(Saved entries)
· · ·

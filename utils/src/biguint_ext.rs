use num_bigint::{BigInt, BigUint};
use num_integer::Integer;
use num_traits::{Euclid, One, Zero};
use std::borrow::Borrow;
use std::ops::Deref;

pub struct BigUintExt<T: Borrow<BigUint>>(pub T);

impl<T: Borrow<BigUint>> Deref for BigUintExt<T> {
    type Target = BigUint;
    fn deref(&self) -> &Self::Target {
        self.0.borrow()
    }
}

impl<T: Borrow<BigUint>> BigUintExt<T> {
    /// Theorem 31.23 (CLRS): with d = gcd(a, n) = ax' + ny', the equation ax = 1 (mod n)
    /// is solvable only when d = 1, and then x = x' mod n.
    ///
    /// `self * inv = 1 mod modulus`, `None` if the inverse does not exist.
    pub fn modinv(&self, modulus: &BigUint) -> Option<BigUint> {
        if modulus.is_zero() {
            return None;
        }

        let (a, n) = (BigInt::from(self.deref() % modulus), BigInt::from(modulus.clone()));
        let g = a.extended_gcd(&n);
        if g.gcd.is_one() {
            g.x.rem_euclid(&n).to_biguint()
        } else {
            None
        }
    }

    /// `self - 1`, `None` for zero.
    pub fn checked_dec(&self) -> Option<BigUint> {
        if self.is_zero() {
            None
        } else {
            Some(self.deref() - 1u32)
        }
    }

    /// big-endian bytes left-padded with zeros to `width`, `None` if the value needs more bytes.
    pub fn to_be_bytes_padded(&self, width: usize) -> Option<Vec<u8>> {
        let bytes = if self.is_zero() {
            Vec::new()
        } else {
            self.to_bytes_be()
        };

        if bytes.len() > width {
            return None;
        }

        let mut out = vec![0u8; width - bytes.len()];
        out.extend_from_slice(bytes.as_slice());
        Some(out)
    }
}

#[cfg(test)]
mod tests {
    use crate::BigUintExt;
    use num_bigint::BigUint;
    use num_traits::Num;

    #[test]
    fn modinv() {
        let cases = [
            ("53", "61", Some("38")),
            ("17", "3120", Some("2753")),
            ("3", "3120", None),
            ("61", "61", None),
            ("1", "7", Some("1")),
            (
                "65537",
                "1000000000000000000000000000000000000000",
                Some("598471092665212017638891008132810473473"),
            ),
        ];

        for (i, (a, n, inv)) in cases.into_iter().enumerate() {
            let a = BigUint::from_str_radix(a, 10).unwrap();
            let n = BigUint::from_str_radix(n, 10).unwrap();
            let inv = inv.map(|x| BigUint::from_str_radix(x, 10).unwrap());
            let r = BigUintExt(&a).modinv(&n);
            assert_eq!(r, inv, "case {i} failed");
            if let Some(r) = r {
                assert_eq!((a * r) % n, BigUint::from(1u8), "case {i} not an inverse");
            }
        }
    }

    #[test]
    fn modinv_zero_modulus() {
        assert_eq!(BigUintExt(BigUint::from(5u8)).modinv(&BigUint::from(0u8)), None);
    }

    #[test]
    fn checked_dec() {
        assert_eq!(BigUintExt(BigUint::from(0u8)).checked_dec(), None);
        assert_eq!(
            BigUintExt(BigUint::from(61u8)).checked_dec(),
            Some(BigUint::from(60u8))
        );
    }

    #[test]
    fn padded_bytes() {
        let x = BigUint::from(0x010001u32);
        assert_eq!(BigUintExt(&x).to_be_bytes_padded(3), Some(vec![1, 0, 1]));
        assert_eq!(
            BigUintExt(&x).to_be_bytes_padded(5),
            Some(vec![0, 0, 1, 0, 1])
        );
        assert_eq!(BigUintExt(&x).to_be_bytes_padded(2), None);
        assert_eq!(
            BigUintExt(BigUint::from(0u8)).to_be_bytes_padded(2),
            Some(vec![0, 0])
        );
    }
}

· · ·

EXERCISE PROMPT -> Lines from the start of the records through the one containing "impl<T: Borrow<BigUint>> Deref" are what should be retyped, exactly and in full, both ends included.

COMPLETED TASK ->
filename utils/src/biguint_ext.rs
use num_bigint::{BigInt, BigUint};
use num_integer::Integer;
use num_traits::{Euclid, One, Zero};
use std::borrow::Borrow;
use std::ops::Deref;

pub struct BigUintExt<T: Borrow<BigUint>>(pub T);

impl<T: Borrow<BigUint>> Deref for BigUintExt<T> {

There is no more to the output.